## What is required
Up to and including the line with "let provider_id = request.provider_id.ok_or_else(||", copy the records below exactly from their first line.

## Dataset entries
┌──
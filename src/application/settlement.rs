use crate::domain::ids::{PaymentId, RequestId};
use crate::domain::payment::{GatewayCallback, Payment, PaymentStatus, SettlementOrder};
use crate::domain::ports::{PaymentGatewayRef, PaymentStoreRef, RequestStoreRef, SettleOutcome};
use crate::domain::request::RequestStatus;
use crate::error::{DispatchError, Result};
use chrono::Utc;

/// Drives payment attempts for completed requests and guarantees that at
/// most one of them ever succeeds per request.
#[derive(Clone)]
pub struct SettlementCoordinator {
    requests: RequestStoreRef,
    payments: PaymentStoreRef,
    gateway: PaymentGatewayRef,
    currency: String,
}

impl SettlementCoordinator {
    pub fn new(
        requests: RequestStoreRef,
        payments: PaymentStoreRef,
        gateway: PaymentGatewayRef,
        currency: impl Into<String>,
    ) -> Self {
        Self {
            requests,
            payments,
            gateway,
            currency: currency.into(),
        }
    }

    /// Opens a payment attempt for a completed request and returns the
    /// gateway order to pay against.
    ///
    /// An attempt that is still pending is handed back instead of opening a
    /// second one. A settled request yields [`DispatchError::DuplicateSettlement`];
    /// one whose settlement was refunded yields
    /// [`DispatchError::InvalidPaymentState`] and is never settled again.
    /// If the gateway cannot create an order, the attempt is stored as failed
    /// and the error returned; the request itself is left as it is.
    pub async fn initiate(&self, request_id: RequestId) -> Result<SettlementOrder> {
        let request = self
            .requests
            .get(request_id)
            .await?
            .ok_or_else(|| DispatchError::not_found("request", request_id))?;

        if request.status != RequestStatus::Completed {
            return Err(DispatchError::ValidationError(format!(
                "Request {} is {}; only completed requests can be settled",
                request_id, request.status
            )));
        }
        let provider_id = request.provider_id.ok_or_else(|| {
            DispatchError::Invariant(format!("completed request {request_id} has no provider"))
        })?;
        let amount = request.settlement_amount().ok_or_else(|| {
            DispatchError::ValidationError(format!("Request {request_id} has no amount to settle"))
        })?;

        if let Some(existing) = self.payments.settled(request_id).await? {
            return Err(DispatchError::DuplicateSettlement {
                existing: Box::new(existing),
            });
        }
        let attempts = self.payments.for_request(request_id).await?;
        if let Some(refunded) = attempts.iter().find(|p| p.status == PaymentStatus::Refunded) {
            return Err(DispatchError::InvalidPaymentState {
                payment_id: refunded.id,
                status: refunded.status,
                expected: PaymentStatus::Success,
            });
        }
        if let Some(open) = attempts
            .into_iter()
            .rev()
            .find(|p| p.status == PaymentStatus::Pending && p.gateway_order_id.is_some())
            && let Some(order_id) = open.gateway_order_id
        {
            return Ok(SettlementOrder {
                payment_id: open.id,
                order_id,
                amount: open.amount,
                currency: open.currency,
            });
        }

        let now = Utc::now();
        let mut payment = Payment::pending(
            request_id,
            request.customer_id,
            provider_id,
            amount,
            self.currency.as_str(),
            now,
        );

        let receipt = format!("request_{request_id}");
        let order = match self
            .gateway
            .create_order(amount, &self.currency, &receipt)
            .await
        {
            Ok(order) => order,
            Err(e) => {
                tracing::warn!(%request_id, payment_id = %payment.id, error = %e, "Gateway order creation failed");
                payment.mark_failed(e.to_string(), now)?;
                self.payments.insert(payment).await?;
                return Err(e);
            }
        };

        payment.gateway_order_id = Some(order.order_id.clone());
        let settlement = SettlementOrder {
            payment_id: payment.id,
            order_id: order.order_id,
            amount,
            currency: order.currency,
        };
        self.payments.insert(payment).await?;

        tracing::info!(
            %request_id,
            payment_id = %settlement.payment_id,
            order_id = %settlement.order_id,
            %amount,
            "Settlement initiated"
        );
        Ok(settlement)
    }

    /// Checks a gateway callback and, if authentic, settles the attempt.
    ///
    /// A callback that fails verification marks a pending attempt failed and
    /// yields [`DispatchError::GatewayVerificationFailed`]. A verified callback
    /// for a request that is already settled leaves the settled payment
    /// untouched and yields [`DispatchError::DuplicateSettlement`].
    pub async fn verify(&self, payment_id: PaymentId, callback: &GatewayCallback) -> Result<Payment> {
        let payment = self
            .payments
            .get(payment_id)
            .await?
            .ok_or_else(|| DispatchError::not_found("payment", payment_id))?;

        let order_matches = payment.gateway_order_id.as_deref() == Some(callback.order_id.as_str());
        let authentic = order_matches && self.gateway.verify_signature(callback).await?;
        if !authentic {
            tracing::debug!(%payment_id, order_matches, "Gateway callback failed verification");
            if payment.status == PaymentStatus::Pending {
                self.payments
                    .mark_failed(payment_id, "signature verification failed".to_string(), Utc::now())
                    .await?;
            }
            return Err(DispatchError::GatewayVerificationFailed { payment_id });
        }

        match self
            .payments
            .settle(payment_id, callback.gateway_payment_id.clone(), Utc::now())
            .await?
        {
            SettleOutcome::Settled(settled) => {
                tracing::info!(
                    request_id = %settled.request_id,
                    %payment_id,
                    amount = %settled.amount,
                    "Payment settled"
                );
                Ok(settled)
            }
            SettleOutcome::Duplicate(existing) => {
                tracing::warn!(
                    request_id = %existing.request_id,
                    %payment_id,
                    settled_by = %existing.id,
                    "Duplicate settlement rejected"
                );
                if existing.id != payment_id && payment.status == PaymentStatus::Pending {
                    self.payments
                        .mark_failed(payment_id, "request already settled".to_string(), Utc::now())
                        .await?;
                }
                Err(DispatchError::DuplicateSettlement {
                    existing: Box::new(existing),
                })
            }
            SettleOutcome::Refunded(refunded) => {
                tracing::warn!(
                    request_id = %refunded.request_id,
                    %payment_id,
                    refunded = %refunded.id,
                    "Settlement after refund rejected"
                );
                if payment.status == PaymentStatus::Pending {
                    self.payments
                        .mark_failed(payment_id, "request settlement was refunded".to_string(), Utc::now())
                        .await?;
                }
                Err(DispatchError::InvalidPaymentState {
                    payment_id: refunded.id,
                    status: refunded.status,
                    expected: PaymentStatus::Success,
                })
            }
        }
    }

    /// Returns a successful payment to the customer. This is the only way a
    /// settled payment changes again.
    pub async fn refund(&self, payment_id: PaymentId, reason: &str) -> Result<Payment> {
        let reason = reason.trim();
        if reason.is_empty() {
            return Err(DispatchError::ValidationError(
                "Refund reason is required".to_string(),
            ));
        }
        let payment = self
            .payments
            .get(payment_id)
            .await?
            .ok_or_else(|| DispatchError::not_found("payment", payment_id))?;
        if payment.status != PaymentStatus::Success {
            return Err(DispatchError::InvalidPaymentState {
                payment_id,
                status: payment.status,
                expected: PaymentStatus::Success,
            });
        }
        let gateway_payment_id = payment.gateway_payment_id.as_deref().ok_or_else(|| {
            DispatchError::Invariant(format!("settled payment {payment_id} has no gateway reference"))
        })?;

        let refund_id = self.gateway.refund(gateway_payment_id, payment.amount).await?;
        let refunded = self
            .payments
            .refund(payment_id, refund_id, reason.to_string(), Utc::now())
            .await?;
        tracing::info!(request_id = %refunded.request_id, %payment_id, "Payment refunded");
        Ok(refunded)
    }

    pub async fn payment(&self, payment_id: PaymentId) -> Result<Option<Payment>> {
        self.payments.get(payment_id).await
    }

    pub async fn payments_for_request(&self, request_id: RequestId) -> Result<Vec<Payment>> {
        self.payments.for_request(request_id).await
    }

    pub async fn settled_payment(&self, request_id: RequestId) -> Result<Option<Payment>> {
        self.payments.settled(request_id).await
    }
}
//! Payment gateway client that signs and verifies callbacks locally.
//!
//! Orders and refunds are issued in-process. Callback signatures follow the
//! common hosted-checkout scheme: hex HMAC-SHA-256 over
//! `"{order_id}|{gateway_payment_id}"` keyed by the shared secret.

use crate::domain::money::Amount;
use crate::domain::payment::{GatewayCallback, GatewayOrder};
use crate::domain::ports::PaymentGateway;
use crate::error::{DispatchError, Result};
use async_trait::async_trait;
use hmac::{Hmac, Mac};
use sha2::Sha256;
use std::sync::Arc;
use uuid::Uuid;

type HmacSha256 = Hmac<Sha256>;

#[derive(Clone)]
pub struct HmacGateway {
    secret: Arc<Vec<u8>>,
}

impl std::fmt::Debug for HmacGateway {
    fn fmt(&self, f: &mut std::fmt::Formatter<'_>) -> std::fmt::Result {
        f.debug_struct("HmacGateway").finish_non_exhaustive()
    }
}

impl HmacGateway {
    pub fn new(secret: impl AsRef<[u8]>) -> Result<Self> {
        let secret = secret.as_ref();
        if secret.is_empty() {
            return Err(DispatchError::ValidationError(
                "Gateway secret must not be empty".to_string(),
            ));
        }
        Ok(Self {
            secret: Arc::new(secret.to_vec()),
        })
    }

    fn mac(&self) -> Result<HmacSha256> {
        HmacSha256::new_from_slice(&self.secret)
            .map_err(|_| DispatchError::Gateway("Invalid gateway key".to_string()))
    }

    /// Signature the gateway attaches to a genuine callback.
    pub fn sign(&self, order_id: &str, gateway_payment_id: &str) -> Result<String> {
        let mut mac = self.mac()?;
        mac.update(order_id.as_bytes());
        mac.update(b"|");
        mac.update(gateway_payment_id.as_bytes());
        Ok(hex::encode(mac.finalize().into_bytes()))
    }

    /// Builds the callback a customer's successful checkout would produce.
    pub fn simulate_callback(&self, order_id: &str) -> Result<GatewayCallback> {
        let gateway_payment_id = format!("pay_{}", Uuid::new_v4().simple());
        let signature = self.sign(order_id, &gateway_payment_id)?;
        Ok(GatewayCallback {
            order_id: order_id.to_string(),
            gateway_payment_id,
            signature,
        })
    }
}

#[async_trait]
impl PaymentGateway for HmacGateway {
    async fn create_order(
        &self,
        amount: Amount,
        currency: &str,
        receipt: &str,
    ) -> Result<GatewayOrder> {
        let order = GatewayOrder {
            order_id: format!("order_{}", Uuid::new_v4().simple()),
            amount,
            currency: currency.to_string(),
        };
        tracing::debug!(order_id = %order.order_id, %receipt, minor_units = %amount.minor_units(), %currency, "Gateway order created");
        Ok(order)
    }

    async fn verify_signature(&self, callback: &GatewayCallback) -> Result<bool> {
        let signature = match hex::decode(&callback.signature) {
            Ok(bytes) => bytes,
            Err(_) => return Ok(false),
        };
        let mut mac = self.mac()?;
        mac.update(callback.order_id.as_bytes());
        mac.update(b"|");
        mac.update(callback.gateway_payment_id.as_bytes());
        // Constant-time comparison.
        Ok(mac.verify_slice(&signature).is_ok())
    }

    async fn refund(&self, gateway_payment_id: &str, amount: Amount) -> Result<String> {
        if gateway_payment_id.is_empty() {
            return Err(DispatchError::Gateway(
                "Refund requires a gateway payment id".to_string(),
            ));
        }
        let refund_id = format!("rfnd_{}", Uuid::new_v4().simple());
        tracing::debug!(%gateway_payment_id, %refund_id, %amount, "Gateway refund issued");
        Ok(refund_id)
    }
}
└──
## Problem solution
filename src/application/settlement.rs
use crate::domain::ids::{PaymentId, RequestId};
use crate::domain::payment::{GatewayCallback, Payment, PaymentStatus, SettlementOrder};
use crate::domain::ports::{PaymentGatewayRef, PaymentStoreRef, RequestStoreRef, SettleOutcome};
use crate::domain::request::RequestStatus;
use crate::error::{DispatchError, Result};
use chrono::Utc;

/// Drives payment attempts for completed requests and guarantees that at
/// most one of them ever succeeds per request.
#[derive(Clone)]
pub struct SettlementCoordinator {
    requests: RequestStoreRef,
    payments: PaymentStoreRef,
    gateway: PaymentGatewayRef,
    currency: String,
}

impl SettlementCoordinator {
    pub fn new(
        requests: RequestStoreRef,
        payments: PaymentStoreRef,
        gateway: PaymentGatewayRef,
        currency: impl Into<String>,
    ) -> Self {
        Self {
            requests,
            payments,
            gateway,
            currency: currency.into(),
        }
    }

    /// Opens a payment attempt for a completed request and returns the
    /// gateway order to pay against.
    ///
    /// An attempt that is still pending is handed back instead of opening a
    /// second one. A settled request yields [`DispatchError::DuplicateSettlement`];
    /// one whose settlement was refunded yields
    /// [`DispatchError::InvalidPaymentState`] and is never settled again.
    /// If the gateway cannot create an order, the attempt is stored as failed
    /// and the error returned; the request itself is left as it is.
    pub async fn initiate(&self, request_id: RequestId) -> Result<SettlementOrder> {
        let request = self
            .requests
            .get(request_id)
            .await?
            .ok_or_else(|| DispatchError::not_found("request", request_id))?;

        if request.status != RequestStatus::Completed {
            return Err(DispatchError::ValidationError(format!(
                "Request {} is {}; only completed requests can be settled",
                request_id, request.status
            )));
        }
        let provider_id = request.provider_id.ok_or_else(|| {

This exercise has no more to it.